Problem description: Collect all lines below with the string "PrimaryItemRef".

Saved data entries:

▽

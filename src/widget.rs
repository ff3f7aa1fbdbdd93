//! ScrollSummaryWidget: the scroll-up summary overlay controller
//!
//! Owns the widget state, the visibility signal, the geometry cache and
//! the frame throttle. Event handlers in the binding layer hold a
//! reference to this controller and forward:
//! - wheel deltas (`on_wheel`, then `on_frame` on the next animation frame)
//! - intersection ratios (`on_visibility_change`)
//! - pointer enter/leave (`on_pointer_enter` / `on_pointer_leave`)

use crate::config::PageNavigatorOptions;
use crate::decision::{decide, Decision};
use crate::dom::{BoxMetric, WidgetDom, WidgetPart};
use crate::error::PageError;
use crate::geometry::GeometryCache;
use crate::template::{SettingsLinks, SummaryRecord, WidgetTemplate};
use crate::throttle::FrameThrottle;
use crate::types::{PrimaryItemRef, ScrollDirection, WidgetState};

/// `IntersectionObserver` root margin. The sensor region extends 100px
/// above the viewport top, so the item counts as "below" only once it is
/// 100px past the top edge.
pub const SENSOR_ROOT_MARGIN: &str = "100px 0px 0px 0px";

/// Observable effect of one handled event
#[derive(Debug, Clone, Copy, PartialEq, Eq)]
pub enum Transition {
    /// Widget was built by this event and is now visible
    Built,
    Shown,
    Hidden,
    Unchanged,
}

/// Owned controller for the summary widget: state, sensor flag, geometry and throttle
pub struct ScrollSummaryWidget<D: WidgetDom, T: WidgetTemplate> {
    dom: D,
    template: T,
    record: SummaryRecord,
    state: WidgetState,
    /// Unknown until the sensor reports; reads as "in view" until then
    below_primary_item: bool,
    geometry: GeometryCache,
    throttle: FrameThrottle<ScrollDirection>,
    attached: bool,
    builds: u32,
    evaluations: u64,
}

impl<D: WidgetDom, T: WidgetTemplate> ScrollSummaryWidget<D, T> {
    pub fn new<L: SettingsLinks>(
        dom: D,
        template: T,
        item: &PrimaryItemRef,
        options: &PageNavigatorOptions,
        links: &L,
    ) -> Self {
        Self {
            dom,
            template,
            record: SummaryRecord::from_item(item, options, links),
            state: WidgetState::Unbuilt,
            below_primary_item: false,
            geometry: GeometryCache::new(),
            throttle: FrameThrottle::new(),
            attached: false,
            builds: 0,
            evaluations: 0,
        }
    }

    /// Start accepting wheel input. At most once per page load.
    pub fn attach(&mut self) -> Result<(), PageError> {
        if self.attached {
            return Err(PageError::AlreadyAttached);
        }
        self.attached = true;
        console_debug!("[PageNav] Summary widget attached for {}", self.record.link_id);
        Ok(())
    }

    /// Raw wheel event. Returns true when the caller must request a frame.
    pub fn on_wheel(&mut self, delta_y: f64) -> bool {
        if !self.attached {
            return false;
        }
        self.throttle.push(ScrollDirection::from_delta_y(delta_y))
    }

    /// Animation frame tick: process the latest pending wheel event.
    pub fn on_frame(&mut self) -> Transition {
        match self.throttle.tick() {
            Some(direction) => self.apply(direction),
            None => Transition::Unchanged,
        }
    }

    /// Run the decision table for one classified scroll event.
    pub fn apply(&mut self, direction: ScrollDirection) -> Transition {
        self.evaluations += 1;
        match decide(direction, self.below_primary_item, self.state.is_built()) {
            Decision::BuildAndShow => match self.initialize() {
                Ok(()) => {
                    self.show();
                    Transition::Built
                }
                Err(e) => {
                    console_warn!("[PageNav] Summary widget not built: {}", e);
                    Transition::Unchanged
                }
            },
            Decision::Show => {
                self.show();
                Transition::Shown
            }
            Decision::Hide => {
                self.hide();
                Transition::Hidden
            }
            Decision::Stay => Transition::Unchanged,
        }
    }

    /// Sensor callback. A visible item dismisses the widget immediately.
    pub fn on_visibility_change(&mut self, intersection_ratio: f64) -> Transition {
        self.below_primary_item = intersection_ratio == 0.0;
        if !self.below_primary_item && self.state == WidgetState::Visible {
            self.hide();
            return Transition::Hidden;
        }
        Transition::Unchanged
    }

    /// Hover: expand to the full scrollable height.
    pub fn on_pointer_enter(&mut self) {
        if !self.state.is_built() {
            return;
        }
        let full = self.dom.measure(WidgetPart::Root, BoxMetric::Scroll);
        if full.is_finite() {
            self.dom.set_height(full);
        }
    }

    /// Hover end: collapse back to the crop height.
    pub fn on_pointer_leave(&mut self) {
        if let Some(crop) = self.geometry.crop_height() {
            self.dom.set_height(crop);
        }
    }

    /// Build the widget once. Later calls are no-ops.
    pub fn initialize(&mut self) -> Result<(), PageError> {
        if self.state.is_built() {
            return Ok(());
        }

        let markup = self.template.render(&self.record);
        self.dom.insert_widget(&markup)?;
        self.state = WidgetState::Hidden;
        self.builds += 1;

        let crop = self.geometry.measure_crop(&self.dom);
        self.dom.set_height(crop);

        console_log!("[PageNav] Summary widget built (crop {}px)", crop);
        Ok(())
    }

    fn show(&mut self) {
        let top = self.geometry.visible_top(&self.dom);
        self.dom.set_top(top);
        self.dom.set_hidden_marker(false);
        self.state = WidgetState::Visible;
    }

    fn hide(&mut self) {
        let top = self.geometry.hidden_top(&self.dom);
        self.dom.set_top(top);
        self.dom.set_hidden_marker(true);
        self.state = WidgetState::Hidden;
    }

    pub fn state(&self) -> WidgetState {
        self.state
    }

    pub fn is_attached(&self) -> bool {
        self.attached
    }

    pub fn is_below_primary_item(&self) -> bool {
        self.below_primary_item
    }

    /// Number of times the widget was inserted (0 or 1)
    pub fn build_count(&self) -> u32 {
        self.builds
    }

    /// Number of decision-table evaluations
    pub fn evaluation_count(&self) -> u64 {
        self.evaluations
    }

    pub fn record(&self) -> &SummaryRecord {
        &self.record
    }

    pub fn geometry(&self) -> &GeometryCache {
        &self.geometry
    }

    pub fn dom(&self) -> &D {
        &self.dom
    }
}
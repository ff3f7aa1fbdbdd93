//! SummaryRuntime: wires browser events into the widget controller
//!
//! Holds the controller plus every browser resource it needs for the rest
//! of the page's life: the wheel listener, the pending animation frame,
//! the hover listeners and the intersection observer.

use std::cell::RefCell;
use std::rc::Rc;

use gloo::events::{EventListener, EventListenerOptions};
use gloo::render::{request_animation_frame, AnimationFrame};
use js_sys::{Array, Reflect};
use wasm_bindgen::prelude::*;
use wasm_bindgen::JsCast;
use web_sys::{
    Element, HtmlElement, IntersectionObserver, IntersectionObserverInit, WheelEvent, Window,
};

use super::dom::{js_err, WebDom};
use crate::error::PageError;
use crate::template::SummaryTemplate;
use crate::types::WidgetState;
use crate::widget::{ScrollSummaryWidget, Transition, SENSOR_ROOT_MARGIN};

pub type WebSummaryWidget = ScrollSummaryWidget<WebDom, SummaryTemplate>;

/// Ratio of the most recent entry in an observer batch.
///
/// Read by property so any entry-shaped object works.
pub fn latest_ratio(entries: &Array) -> Option<f64> {
    let last = entries.length().checked_sub(1)?;
    Reflect::get(&entries.get(last), &JsValue::from_str("intersectionRatio"))
        .ok()?
        .as_f64()
}

pub struct SummaryRuntime {
    widget: RefCell<WebSummaryWidget>,
    frame: RefCell<Option<AnimationFrame>>,
    listeners: RefCell<Vec<EventListener>>,
    observer: RefCell<Option<IntersectionObserver>>,
    sensor_callback: RefCell<Option<Closure<dyn FnMut(Array)>>>,
}

impl SummaryRuntime {
    /// Start listening for wheel input and watching the primary item.
    pub fn start(
        widget: WebSummaryWidget,
        window: &Window,
        primary: &Element,
        passive_wheel: bool,
    ) -> Result<Rc<Self>, PageError> {
        let runtime = Rc::new(Self {
            widget: RefCell::new(widget),
            frame: RefCell::new(None),
            listeners: RefCell::new(Vec::new()),
            observer: RefCell::new(None),
            sensor_callback: RefCell::new(None),
        });
        runtime.observe(primary)?;
        runtime.listen_wheel(window, passive_wheel);
        Ok(runtime)
    }

    pub fn widget_state(&self) -> WidgetState {
        self.widget.borrow().state()
    }

    pub fn is_observing(&self) -> bool {
        self.observer.borrow().is_some() && self.sensor_callback.borrow().is_some()
    }

    /// A frame has been requested at least once
    pub fn has_frame_handle(&self) -> bool {
        self.frame.borrow().is_some()
    }

    /// Root margin the sensor was created with, as the browser reports it
    pub fn root_margin(&self) -> Option<String> {
        self.observer.borrow().as_ref().map(|o| o.root_margin())
    }

    /// Wheel listener plus the two hover listeners once built
    pub fn listener_count(&self) -> usize {
        self.listeners.borrow().len()
    }

    pub fn widget_element(&self) -> Option<HtmlElement> {
        self.widget.borrow().dom().widget_element().cloned()
    }

    /// Forward one sensor reading to the controller.
    pub fn report_visibility(&self, intersection_ratio: f64) -> Transition {
        self.widget.borrow_mut().on_visibility_change(intersection_ratio)
    }

    fn listen_wheel(self: &Rc<Self>, window: &Window, passive: bool) {
        let options = if passive {
            EventListenerOptions::default()
        } else {
            EventListenerOptions::enable_prevent_default()
        };
        let weak = Rc::downgrade(self);
        let listener = EventListener::new_with_options(window, "wheel", options, move |event| {
            let (Some(runtime), Some(wheel)) = (weak.upgrade(), event.dyn_ref::<WheelEvent>()) else {
                return;
            };
            runtime.on_wheel(wheel.delta_y());
        });
        self.listeners.borrow_mut().push(listener);
    }

    fn on_wheel(self: &Rc<Self>, delta_y: f64) {
        let needs_frame = self.widget.borrow_mut().on_wheel(delta_y);
        if needs_frame {
            self.request_frame();
        }
    }

    // Replacing a fired handle drops it; cancelling a fired frame is a no-op.
    fn request_frame(self: &Rc<Self>) {
        let weak = Rc::downgrade(self);
        let handle = request_animation_frame(move |_| {
            if let Some(runtime) = weak.upgrade() {
                runtime.run_frame();
            }
        });
        *self.frame.borrow_mut() = Some(handle);
    }

    /// Animation frame body. Binds hover once the widget is built.
    pub fn run_frame(self: &Rc<Self>) -> Transition {
        let transition = self.widget.borrow_mut().on_frame();
        if transition == Transition::Built {
            self.bind_hover();
        }
        transition
    }

    fn bind_hover(self: &Rc<Self>) {
        let Some(element) = self.widget_element() else {
            return;
        };

        let weak = Rc::downgrade(self);
        let enter = EventListener::new(&element, "mouseenter", move |_| {
            if let Some(runtime) = weak.upgrade() {
                runtime.widget.borrow_mut().on_pointer_enter();
            }
        });
        let weak = Rc::downgrade(self);
        let leave = EventListener::new(&element, "mouseleave", move |_| {
            if let Some(runtime) = weak.upgrade() {
                runtime.widget.borrow_mut().on_pointer_leave();
            }
        });

        self.listeners.borrow_mut().extend([enter, leave]);
    }

    fn observe(self: &Rc<Self>, primary: &Element) -> Result<(), PageError> {
        let weak = Rc::downgrade(self);
        let callback = Closure::<dyn FnMut(Array)>::new(move |entries: Array| {
            let Some(runtime) = weak.upgrade() else {
                return;
            };
            // Batched entries: the last one is the most recent crossing.
            if let Some(ratio) = latest_ratio(&entries) {
                runtime.report_visibility(ratio);
            }
        });

        let init = IntersectionObserverInit::new();
        init.set_root_margin(SENSOR_ROOT_MARGIN);
        let observer =
            IntersectionObserver::new_with_options(callback.as_ref().unchecked_ref(), &init)
                .map_err(|e| js_err("IntersectionObserver", e))?;
        observer.observe(primary);

        *self.observer.borrow_mut() = Some(observer);
        *self.sensor_callback.borrow_mut() = Some(callback);
        Ok(())
    }
}

impl Drop for SummaryRuntime {
    // The observer must stop before its callback closure is freed.
    fn drop(&mut self) {
        if let Some(observer) = self.observer.get_mut().take() {
            observer.disconnect();
        }
    }
}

△

Completed task:
use crate::types::{PrimaryItemRef, ScrollDirection, WidgetState};
        item: &PrimaryItemRef,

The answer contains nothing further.